[Collected data]
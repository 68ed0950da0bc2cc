//! S3 Object Store Implementation
//!
//! Production backend for certificate storage, built on the `object_store`
//! crate from the Arrow ecosystem.
//!
//! Supports:
//! - AWS S3
//! - S3-compatible services (MinIO, LocalStack, etc.)
//! - Custom endpoints
//!
//! All writes request AES256 server-side encryption, so certificate private
//! keys are encrypted at rest. Note that S3 itself treats deletion of a
//! missing key as success, so `delete` through this backend is effectively
//! idempotent even though the facade makes no such promise.

use crate::storage::config::S3Config;
use crate::storage::object_store::ObjectStore;
use object_store::aws::{AmazonS3Builder, AmazonS3ConfigKey};
use object_store::path::Path as ObjectPath;
use object_store::ObjectStore as ObjectStoreTrait;
use std::future::Future;
use std::io::{Error as IoError, ErrorKind, Result as IoResult};
use std::pin::Pin;
use std::sync::Arc;

/// S3 object store for production deployments.
#[derive(Clone)]
pub struct S3ObjectStore {
    store: Arc<dyn ObjectStoreTrait>,
}

impl S3ObjectStore {
    /// Create a new S3 object store.
    ///
    /// Credentials come from the environment:
    /// - AWS_ACCESS_KEY_ID
    /// - AWS_SECRET_ACCESS_KEY
    pub fn new(config: &S3Config) -> IoResult<Self> {
        let mut builder = AmazonS3Builder::new()
            .with_bucket_name(&config.bucket)
            .with_region(&config.region);

        // Use custom endpoint for S3-compatible services (MinIO)
        if let Some(endpoint) = &config.endpoint {
            builder = builder
                .with_endpoint(endpoint)
                .with_allow_http(endpoint.starts_with("http://"));
        }

        builder = builder
            .with_access_key_id(std::env::var("AWS_ACCESS_KEY_ID").unwrap_or_default())
            .with_secret_access_key(std::env::var("AWS_SECRET_ACCESS_KEY").unwrap_or_default());

        // Request at-rest encryption on every write
        let sse_key: AmazonS3ConfigKey = "aws_server_side_encryption"
            .parse()
            .map_err(|e| IoError::new(ErrorKind::InvalidInput, format!("SSE config: {}", e)))?;
        builder = builder.with_config(sse_key, "AES256");

        let store = builder.build().map_err(|e| {
            IoError::new(
                ErrorKind::InvalidInput,
                format!("Failed to create S3 store: {}", e),
            )
        })?;

        tracing::info!(bucket = %config.bucket, region = %config.region, "S3 store ready");

        Ok(S3ObjectStore {
            store: Arc::new(store),
        })
    }

    /// Create from an existing object store (for testing).
    pub fn from_store(store: Arc<dyn ObjectStoreTrait>) -> Self {
        S3ObjectStore { store }
    }

    /// Convert object_store errors to IoError, keeping the not-found
    /// classification the facade depends on.
    fn map_error(err: object_store::Error) -> IoError {
        match &err {
            object_store::Error::NotFound { .. } => {
                IoError::new(ErrorKind::NotFound, err.to_string())
            }
            object_store::Error::AlreadyExists { .. } => {
                IoError::new(ErrorKind::AlreadyExists, err.to_string())
            }
            object_store::Error::Precondition { .. } => {
                IoError::new(ErrorKind::InvalidInput, err.to_string())
            }
            _ => IoError::new(ErrorKind::Other, err.to_string()),
        }
    }
}

impl std::fmt::Debug for S3ObjectStore {
    fn fmt(&self, f: &mut std::fmt::Formatter<'_>) -> std::fmt::Result {
        f.debug_struct("S3ObjectStore").finish()
    }
}

impl ObjectStore for S3ObjectStore {
    fn put<'a>(
        &'a self,
        key: &'a str,
        data: &'a [u8],
    ) -> Pin<Box<dyn Future<Output = IoResult<()>> + Send + 'a>> {
        Box::pin(async move {
            let path = ObjectPath::from(key);
            self.store
                .put(&path, bytes::Bytes::copy_from_slice(data).into())
                .await
                .map_err(Self::map_error)?;
            Ok(())
        })
    }

    fn get<'a>(
        &'a self,
        key: &'a str,
    ) -> Pin<Box<dyn Future<Output = IoResult<Vec<u8>>> + Send + 'a>> {
        Box::pin(async move {
            let path = ObjectPath::from(key);
            let result = self.store.get(&path).await.map_err(Self::map_error)?;
            let data = result.bytes().await.map_err(Self::map_error)?;
            Ok(data.to_vec())
        })
    }

    fn exists<'a>(
        &'a self,
        key: &'a str,
    ) -> Pin<Box<dyn Future<Output = IoResult<bool>> + Send + 'a>> {
        Box::pin(async move {
            let path = ObjectPath::from(key);
            match self.store.head(&path).await {
                Ok(_) => Ok(true),
                Err(object_store::Error::NotFound { .. }) => Ok(false),
                Err(e) => Err(Self::map_error(e)),
            }
        })
    }

    fn delete<'a>(
        &'a self,
        key: &'a str,
    ) -> Pin<Box<dyn Future<Output = IoResult<()>> + Send + 'a>> {
        Box::pin(async move {
            let path = ObjectPath::from(key);
            self.store.delete(&path).await.map_err(Self::map_error)
        })
    }
}

#[cfg(test)]
mod tests {
    use super::*;
    use crate::storage::object_store::ObjectStore as _;

    // Exercises this backend's trait impl against the crate's wrapping of
    // an in-memory object_store, without a network dependency.
    #[tokio::test]
    async fn test_s3_backend_over_memory_store() {
        let inner = Arc::new(object_store::memory::InMemory::new());
        let store = S3ObjectStore::from_store(inner);

        store.put("acme/ca/domain/a.com", b"payload").await.unwrap();
        assert!(store.exists("acme/ca/domain/a.com").await.unwrap());
        assert_eq!(store.get("acme/ca/domain/a.com").await.unwrap(), b"payload");

        store.delete("acme/ca/domain/a.com").await.unwrap();
        assert!(!store.exists("acme/ca/domain/a.com").await.unwrap());
    }

    #[tokio::test]
    async fn test_missing_key_maps_to_not_found() {
        let inner = Arc::new(object_store::memory::InMemory::new());
        let store = S3ObjectStore::from_store(inner);

        let err = store.get("acme/ca/domain/a.com").await.unwrap_err();
        assert_eq!(err.kind(), ErrorKind::NotFound);
    }
}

◆ Exercise details
Show all of the lines above in which "rest" is present.

◆ Result
//! keys are encrypted at rest. Note that S3 itself treats deletion of a
        // Request at-rest encryption on every write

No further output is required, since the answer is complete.